Modulation of the vasopressin system for the treatment of CNS diseases.

Pfizer Worldwide Research and Development, 500.2.190 Ramsgate Road ipc 432, Sandwich, Kent, CT13 9NJ, UK.
Current opinion in drug discovery & development (Impact Factor: 5.12). 09/2010; 13(5):538-47.
Source: PubMed

ABSTRACT Vasopressin (also known as arginine vasopressin [AVP]) is a small cyclic peptide that acts at the V1a, V1b and V2 GPCRs to regulate a wide range of physiological functions, including vasoconstriction, smooth muscle contractility, response to stress, and excretion of water and sodium via the kidney. The potential therapeutic applications of AVP receptor ligands have prompted significant interest in this target within the pharmaceutical research community, and several small-molecule drugs targeting the AVP receptor have reached the market, mainly for cardiovascular indications. The development of AVP receptor modulators for the treatment of CNS indications has proven more challenging, and is the focus of this review. The regulatory role of AVP on the hypothalamic-pituitary-adrenal (HPA) axis suggests potential uses for AVP receptor modulators in various CNS indications, including depression, anxiety and post-traumatic stress disorder.
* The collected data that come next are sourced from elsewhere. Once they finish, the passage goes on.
//! Define the config subcommand that shows and edits the stored settings
use super::Context;
use crate::settings::SettingKey;
use log::info;
use structopt::StructOpt;

/// Show or change the settings used by every request
#[derive(Debug, StructOpt)]
pub enum ConfigOpts {
    /// Print every setting, the API key is masked unless --reveal is given
    #[structopt(name = "show")]
    Show {
        #[structopt(long)]
        reveal: bool,
    },
    /// Print a single setting
    #[structopt(name = "get")]
    Get {
        /// One of region, apikey, map, place or routes
        #[structopt(name = "KEY")]
        key: SettingKey,
    },
    /// Store a new value for a setting
    #[structopt(name = "set")]
    Set {
        /// One of region, apikey, map, place or routes
        #[structopt(name = "KEY")]
        key: SettingKey,
        #[structopt(name = "VALUE")]
        value: String,
    },
}

/// Implementation of the `config` subcommand
pub fn config_command(
    ctx: &mut Context,
    opts: ConfigOpts,
) -> Result<(), Box<dyn std::error::Error>> {
    match opts {
        ConfigOpts::Show { reveal } => {
            for (key, value) in ctx.settings.get_all() {
                let value = if key == SettingKey::ApiKey && !reveal {
                    mask(&value)
                } else {
                    value
                };
                println!("{:<14} {:<22} {}", key.as_str(), key.label(), value);
            }
        }
        ConfigOpts::Get { key } => println!("{}", ctx.settings.get(key)),
        ConfigOpts::Set { key, value } => {
            ctx.settings.set(key, value.trim())?;
            info!("Saved {}", key.label());
        }
    }
    Ok(())
}

/// Keep the last four characters of a secret visible
fn mask(value: &str) -> String {
    let count = value.chars().count();
    if count <= 4 {
        return "*".repeat(count);
    }
    let tail: String = value.chars().skip(count - 4).collect();
    format!("{}{}", "*".repeat(count - 4), tail)
}
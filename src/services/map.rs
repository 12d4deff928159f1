//! Vector tile basemap served by an Amazon Location map resource
use super::{encode_segment, expand_base_url, key_query, ApiClient, TILE_TEMPLATE};
use crate::config::FromFeatureConfig;
use crate::host::{MapHost, TileKind, TileLayerSource};
use crate::settings::{SettingKey, Settings};
use crate::Error;
use log::{debug, info};
use serde::Deserialize;

/// Options for the `map` feature section of the config file
#[derive(Clone, Debug, FromFeatureConfig)]
pub struct MapOptions {
    pub base_url: String,
    pub min_zoom: u8,
    pub max_zoom: u8,
}

impl Default for MapOptions {
    fn default() -> Self {
        MapOptions {
            base_url: "https://maps.geo.{region}.amazonaws.com".to_string(),
            min_zoom: 0,
            max_zoom: 14,
        }
    }
}

/// The parts of a style descriptor we check when verifying it
#[derive(Debug, Deserialize)]
struct StyleDescriptor {
    version: u32,
    #[serde(default)]
    sources: serde_json::Map<String, serde_json::Value>,
    #[serde(default)]
    layers: Vec<serde_json::Value>,
}

fn map_base(settings: &Settings, options: &MapOptions) -> String {
    format!(
        "{}/maps/v0/maps/{}",
        expand_base_url(&options.base_url, settings.get(SettingKey::Region)),
        encode_segment(settings.get(SettingKey::Map))
    )
}

/// URL of the style descriptor for the configured map
pub fn style_descriptor_url(settings: &Settings, options: &MapOptions) -> String {
    format!(
        "{}/style-descriptor?{}",
        map_base(settings, options),
        key_query("key", settings.get(SettingKey::ApiKey))
    )
}

/// Tile URL template for the configured map, `{z}/{x}/{y}` is left for the tile loader
pub fn tile_url(settings: &Settings, options: &MapOptions) -> String {
    format!(
        "{}/tiles/{}?{}",
        map_base(settings, options),
        TILE_TEMPLATE,
        key_query("key", settings.get(SettingKey::ApiKey))
    )
}

/// Adds the configured vector map to a host
#[derive(Clone, Debug, Default)]
pub struct MapTiles {
    options: MapOptions,
}

impl MapTiles {
    pub fn new(options: MapOptions) -> Self {
        MapTiles { options }
    }

    /// Describe the tile layer, the map is named after its resource
    pub fn tile_source(&self, settings: &Settings) -> Result<TileLayerSource, Error> {
        require_settings(settings)?;
        Ok(TileLayerSource {
            name: settings.get(SettingKey::Map).to_string(),
            kind: TileKind::Vector,
            style_url: Some(style_descriptor_url(settings, &self.options)),
            tile_url: tile_url(settings, &self.options),
            min_zoom: self.options.min_zoom,
            max_zoom: self.options.max_zoom,
        })
    }

    /// Fetch the style descriptor once to make sure the map resource and key are usable
    pub fn verify_style(&self, settings: &Settings, client: &ApiClient) -> Result<(), Error> {
        require_settings(settings)?;
        let style: StyleDescriptor =
            client.get_json(&style_descriptor_url(settings, &self.options))?;
        debug!(
            "Style descriptor version {} with {} sources and {} layers",
            style.version,
            style.sources.len(),
            style.layers.len()
        );
        if style.layers.is_empty() {
            return Err(Error::SchemaViolation(
                "style descriptor doesn't define any layers".to_string(),
            ));
        }
        Ok(())
    }

    /// Publish the tile layer to the host
    pub fn add_to_map<H: MapHost + ?Sized>(
        &self,
        settings: &Settings,
        host: &mut H,
    ) -> Result<(), Error> {
        let source = self.tile_source(settings)?;
        info!("Adding vector map '{}'", source.name);
        host.add_tile_layer(source)
    }
}

fn require_settings(settings: &Settings) -> Result<(), Error> {
    settings.require(SettingKey::Region)?;
    settings.require(SettingKey::Map)?;
    settings.require(SettingKey::ApiKey)?;
    Ok(())
}

#[cfg(test)]
mod tests {
    use super::*;
    use crate::host::MapProject;
    use crate::services::client::mock;

    fn settings() -> Settings {
        Settings::in_memory(&[
            (SettingKey::Region, "us-west-2"),
            (SettingKey::Map, "explore.map"),
            (SettingKey::ApiKey, "v1.public/key=="),
        ])
    }

    #[test]
    fn urls_contain_region_map_and_encoded_key() {
        let opts = MapOptions::default();
        assert_eq!(
            style_descriptor_url(&settings(), &opts),
            "https://maps.geo.us-west-2.amazonaws.com/maps/v0/maps/explore.map/style-descriptor?key=v1.public%2Fkey%3D%3D"
        );
        assert_eq!(
            tile_url(&settings(), &opts),
            "https://maps.geo.us-west-2.amazonaws.com/maps/v0/maps/explore.map/tiles/{z}/{x}/{y}?key=v1.public%2Fkey%3D%3D"
        );
    }

    #[test]
    fn url_building_is_idempotent() {
        let opts = MapOptions::default();
        let s = settings();
        assert_eq!(tile_url(&s, &opts), tile_url(&s, &opts));
    }

    #[test]
    fn tile_source_uses_zoom_range() {
        let source = MapTiles::default().tile_source(&settings()).unwrap();
        assert_eq!(source.name, "explore.map");
        assert_eq!(source.kind, TileKind::Vector);
        assert!(source.data_source().ends_with("&zmax=14&zmin=0"));
    }

    #[test]
    fn missing_map_name_is_reported() {
        let settings = Settings::in_memory(&[
            (SettingKey::Region, "us-west-2"),
            (SettingKey::ApiKey, "k"),
        ]);
        let mut project = MapProject::new();
        match MapTiles::default().add_to_map(&settings, &mut project) {
            Err(Error::ConfigurationMissing(SettingKey::Map)) => {}
            other => panic!("unexpected result: {:?}", other),
        }
        assert!(project.tile_layers().is_empty());
    }

    #[test]
    fn verify_fetches_style_descriptor() {
        let (client, transport) = mock::client();
        transport.respond(r#"{"version": 8, "sources": {"esri": {}}, "layers": [{"id": "bg"}]}"#);
        MapTiles::default()
            .verify_style(&settings(), &client)
            .unwrap();
        let requests = transport.requests();
        assert_eq!(requests[0].method, "GET");
        assert!(requests[0].url.contains("/style-descriptor?key="));
    }

    #[test]
    fn verify_rejects_style_without_layers() {
        let (client, transport) = mock::client();
        transport.respond(r#"{"version": 8}"#);
        assert!(matches!(
            MapTiles::default().verify_style(&settings(), &client),
            Err(Error::SchemaViolation(_))
        ));
    }
}
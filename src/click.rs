//! Capture a single map click and write its WGS84 coordinates into an input field pair
use crate::gps::Position;
use crate::Error;
use log::debug;
use serde::{Deserialize, Serialize};
use std::f64::consts::PI;
use std::str::FromStr;

/// Equatorial radius used by the spherical (web) mercator projection, in meters
const EARTH_RADIUS: f64 = 6_378_137.0;

/// Coordinate reference systems a map view can be displayed in
#[derive(Debug, Copy, Clone, PartialEq, Eq, Serialize, Deserialize)]
pub enum ViewCrs {
    /// EPSG:4326, plain longitude / latitude degrees
    #[serde(rename = "EPSG:4326")]
    Wgs84,
    /// EPSG:3857, spherical mercator meters
    #[serde(rename = "EPSG:3857")]
    WebMercator,
}

impl ViewCrs {
    pub fn code(self) -> &'static str {
        match self {
            ViewCrs::Wgs84 => "EPSG:4326",
            ViewCrs::WebMercator => "EPSG:3857",
        }
    }

    /// Transform a point in this coordinate system into longitude / latitude
    pub fn to_wgs84(self, x: f64, y: f64) -> Position {
        match self {
            ViewCrs::Wgs84 => Position::new(x, y),
            ViewCrs::WebMercator => {
                let lon = (x / EARTH_RADIUS).to_degrees();
                let lat = (2.0 * (y / EARTH_RADIUS).exp().atan() - PI / 2.0).to_degrees();
                Position::new(lon, lat)
            }
        }
    }
}

impl FromStr for ViewCrs {
    type Err = Error;

    fn from_str(src: &str) -> Result<Self, Self::Err> {
        match src.trim().to_ascii_uppercase().as_ref() {
            "EPSG:4326" | "4326" | "WGS84" => Ok(ViewCrs::Wgs84),
            "EPSG:3857" | "3857" | "WEBMERCATOR" => Ok(ViewCrs::WebMercator),
            _ => Err(Error::InvalidConfigurationValue(format!(
                "unsupported coordinate system '{}', expected EPSG:4326 or EPSG:3857",
                src
            ))),
        }
    }
}

/// Which pair of coordinate fields a click is written to
#[derive(Debug, Copy, Clone, PartialEq, Eq)]
pub enum CaptureTarget {
    SearchPosition,
    RouteStart,
    RouteEnd,
}

/// Longitude / latitude text inputs
#[derive(Debug, Clone, Default, PartialEq, Eq)]
pub struct FieldPair {
    pub longitude: String,
    pub latitude: String,
}

impl FieldPair {
    pub fn new(longitude: &str, latitude: &str) -> Self {
        FieldPair {
            longitude: longitude.to_string(),
            latitude: latitude.to_string(),
        }
    }

    /// Parse the text of both fields into a position
    pub fn position(&self) -> Result<Position, Error> {
        Position::parse(&self.longitude, &self.latitude)
    }

    fn set(&mut self, position: Position) {
        self.longitude = position.longitude().to_string();
        self.latitude = position.latitude().to_string();
    }
}

/// Every coordinate input a click can fill in
#[derive(Debug, Clone, Default, PartialEq, Eq)]
pub struct CoordinateFields {
    pub search: FieldPair,
    pub route_start: FieldPair,
    pub route_end: FieldPair,
}

impl CoordinateFields {
    /// Field pair selected by a capture target
    pub fn pair_mut(&mut self, target: CaptureTarget) -> &mut FieldPair {
        match target {
            CaptureTarget::SearchPosition => &mut self.search,
            CaptureTarget::RouteStart => &mut self.route_start,
            CaptureTarget::RouteEnd => &mut self.route_end,
        }
    }
}

/// Map tool that converts the next click into coordinates for one target
///
/// Each activation handles exactly one click, later clicks are ignored until the capture is
/// activated again. Activating while already armed replaces the previous target.
#[derive(Debug, Default)]
pub struct ClickCapture {
    target: Option<CaptureTarget>,
}

impl ClickCapture {
    pub fn new() -> Self {
        Self::default()
    }

    pub fn activate(&mut self, target: CaptureTarget) {
        self.target = Some(target);
    }

    pub fn is_active(&self) -> bool {
        self.target.is_some()
    }

    /// Process a click at view coordinates `(x, y)`, returns true if a field pair was updated
    pub fn handle_click(
        &mut self,
        x: f64,
        y: f64,
        crs: ViewCrs,
        fields: &mut CoordinateFields,
    ) -> bool {
        match self.target.take() {
            Some(target) => {
                let position = crs.to_wgs84(x, y);
                debug!(
                    "Map click at ({}, {}) in {} captured as {} for {:?}",
                    x,
                    y,
                    crs.code(),
                    position,
                    target
                );
                fields.pair_mut(target).set(position);
                true
            }
            None => false,
        }
    }
}
//! Defines the general error type for the crate and various conversions into it
use crate::settings::SettingKey;
use std::convert;
use std::fmt;

/// General error type for the crate
#[derive(Debug)]
pub enum Error {
    /// A required setting is empty, raised before any request is sent
    ConfigurationMissing(SettingKey),
    /// Response body could not be parsed as JSON
    Decode(serde_json::Error),
    InvalidConfigurationValue(String),
    InvalidCoordinate(String),
    Io(std::io::Error),
    /// The service answered with a non-success status code
    RequestError(reqwest::StatusCode, String),
    /// A response record is missing a required field or doesn't fit the layer schema
    SchemaViolation(String),
    /// Network level failure (DNS, TLS, timeout, connection reset, ...), the request URL is
    /// stripped because it carries the API key
    Transport(reqwest::Error),
    UrlParse(String),
    Yaml(serde_yaml::Error),
}

impl Error {
    /// Return true if the error was raised by the network transport or the remote service
    pub fn is_transport_failure(&self) -> bool {
        matches!(self, Error::Transport(_) | Error::RequestError(..))
    }
}

impl convert::From<std::io::Error> for Error {
    fn from(err: std::io::Error) -> Error {
        Error::Io(err)
    }
}

impl convert::From<reqwest::Error> for Error {
    fn from(err: reqwest::Error) -> Error {
        Error::Transport(err.without_url())
    }
}

impl convert::From<serde_yaml::Error> for Error {
    fn from(err: serde_yaml::Error) -> Error {
        Error::Yaml(err)
    }
}

impl fmt::Display for Error {
    fn fmt(&self, f: &mut fmt::Formatter<'_>) -> fmt::Result {
        match self {
            Error::ConfigurationMissing(key) => write!(
                f,
                "Missing configuration for '{}', set it with `location-service config set {} <value>`",
                key.label(),
                key.as_str()
            ),
            Error::Decode(e) => write!(f, "Could not decode the service response as JSON: {}", e),
            Error::InvalidConfigurationValue(msg) => write!(f, "{}", msg),
            Error::InvalidCoordinate(msg) => write!(f, "Invalid coordinate: {}", msg),
            Error::Io(e) => write!(f, "{}", e),
            Error::RequestError(code, msg) => {
                write!(f, "Service request failed with code: {} - {}", code, msg)
            }
            Error::SchemaViolation(msg) => {
                write!(f, "Unexpected service response structure: {}", msg)
            }
            Error::Transport(e) => write!(f, "Network error occurred: {}", e),
            Error::UrlParse(msg) => write!(f, "Could not build URL: {}", msg),
            Error::Yaml(e) => write!(f, "{}", e),
        }
    }
}

impl std::error::Error for Error {}
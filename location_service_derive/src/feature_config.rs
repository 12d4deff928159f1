use proc_macro2::TokenStream;
use quote::{quote, quote_spanned, ToTokens};
use syn::spanned::Spanned;
use syn::{Data, DeriveInput, Field, Fields, Type};

pub fn expand_derive_from_feature_config(
    input: &DeriveInput,
) -> Result<TokenStream, Vec<syn::Error>> {
    let name = &input.ident;
    let setters = config_setters(input)?;
    let expanded = quote! {
        impl crate::config::FromFeatureConfig for #name {
            fn from_config(
                config: &crate::config::FeatureConfig,
            ) -> ::std::result::Result<Self, crate::Error> {
                let mut base = Self::default();
                for key in config.parameters() {
                    match key.as_str() {
                        #setters
                        _ => log::warn!(
                            "unknown configuration parameter for {}: {}={:?}",
                            stringify!(#name),
                            key,
                            config.get_parameter(key)
                        ),
                    }
                }
                Ok(base)
            }
        }
    };

    Ok(expanded)
}

/// Generate a match arm for each field that isn't annotated with #[feature_config(skip)]
fn config_setters(input: &DeriveInput) -> Result<TokenStream, Vec<syn::Error>> {
    let fields = match &input.data {
        Data::Struct(data) => match &data.fields {
            Fields::Named(fields) => &fields.named,
            _ => {
                return Err(vec![syn::Error::new(
                    input.span(),
                    "FromFeatureConfig requires a struct with named fields",
                )])
            }
        },
        _ => {
            return Err(vec![syn::Error::new(
                input.span(),
                "FromFeatureConfig can only be derived for structs",
            )])
        }
    };

    let mut arms = Vec::new();
    let mut errors = Vec::new();
    for field in fields {
        match skip_field(field) {
            Ok(true) => continue,
            Ok(false) => match generate_setter(field) {
                Ok(arm) => arms.push(arm),
                Err(e) => errors.push(e),
            },
            Err(e) => errors.push(e),
        }
    }
    if !errors.is_empty() {
        return Err(errors);
    }

    Ok(quote! { #(#arms)* })
}

fn skip_field(field: &Field) -> syn::Result<bool> {
    let mut skip = false;
    for attr in &field.attrs {
        if !attr.path().is_ident("feature_config") {
            continue;
        }
        attr.parse_nested_meta(|meta| {
            if meta.path.is_ident("skip") {
                skip = true;
                Ok(())
            } else {
                Err(meta.error("unsupported feature_config attribute, expected `skip`"))
            }
        })?;
    }
    Ok(skip)
}

/// Kind of accessor used to read a field from the feature parameters
enum Accessor<'a> {
    Text,
    OptionalText,
    Flag,
    Integer(&'a Type),
    Float(&'a Type),
}

fn accessor_for(ty: &Type) -> Option<Accessor<'_>> {
    let type_str = ty.to_token_stream().to_string().replace(' ', "");
    match type_str.as_ref() {
        "String" => Some(Accessor::Text),
        "Option<String>" => Some(Accessor::OptionalText),
        "bool" => Some(Accessor::Flag),
        "f32" | "f64" => Some(Accessor::Float(ty)),
        "u8" | "u16" | "u32" | "u64" | "usize" | "i8" | "i16" | "i32" | "i64" | "isize" => {
            Some(Accessor::Integer(ty))
        }
        _ => None,
    }
}

fn generate_setter(field: &Field) -> syn::Result<TokenStream> {
    let name = field
        .ident
        .as_ref()
        .ok_or_else(|| syn::Error::new(field.span(), "expected a named field"))?;
    let key = name.to_string();
    let accessor = accessor_for(&field.ty).ok_or_else(|| {
        syn::Error::new(
            field.ty.span(),
            format!(
                "FromFeatureConfig doesn't support fields of type {}",
                field.ty.to_token_stream()
            ),
        )
    })?;

    let assignment = match accessor {
        Accessor::Text => quote_spanned! { field.span() =>
            if let Some(val) = config.get_parameter_as_string(key) {
                base.#name = val?;
            }
        },
        Accessor::OptionalText => quote_spanned! { field.span() =>
            if let Some(val) = config.get_parameter_as_optional_string(key) {
                base.#name = val?;
            }
        },
        Accessor::Flag => quote_spanned! { field.span() =>
            if let Some(val) = config.get_parameter_as_bool(key) {
                base.#name = val?;
            }
        },
        Accessor::Float(ty) => quote_spanned! { field.span() =>
            if let Some(val) = config.get_parameter_as_f64(key) {
                base.#name = val? as #ty;
            }
        },
        Accessor::Integer(ty) => quote_spanned! { field.span() =>
            if let Some(val) = config.get_parameter_as_i64(key) {
                let val = val?;
                base.#name = <#ty as ::std::convert::TryFrom<i64>>::try_from(val).map_err(|_| {
                    crate::Error::InvalidConfigurationValue(format!(
                        "value for {} is out of range for {}: {}",
                        key,
                        stringify!(#ty),
                        val
                    ))
                })?;
            }
        },
    };

    Ok(quote! { #key => { #assignment } })
}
Several clinical trials of V1a and V1b receptor antagonists in CNS indications have been conducted, but none of these drugs have reached the market. In recent years, the discovery of the key role of AVP in modulating complex social behaviors has provided a unique opportunity to understand the physiological mechanisms of social interactions. Ultimately, the ongoing research in this field may enable the development of treatments to alleviate the social deficits associated with conditions such as autism and schizophrenia. Given the large unmet medical need in these areas, a renewed interest in the field of CNS-penetrant AVP receptors modulators is expected.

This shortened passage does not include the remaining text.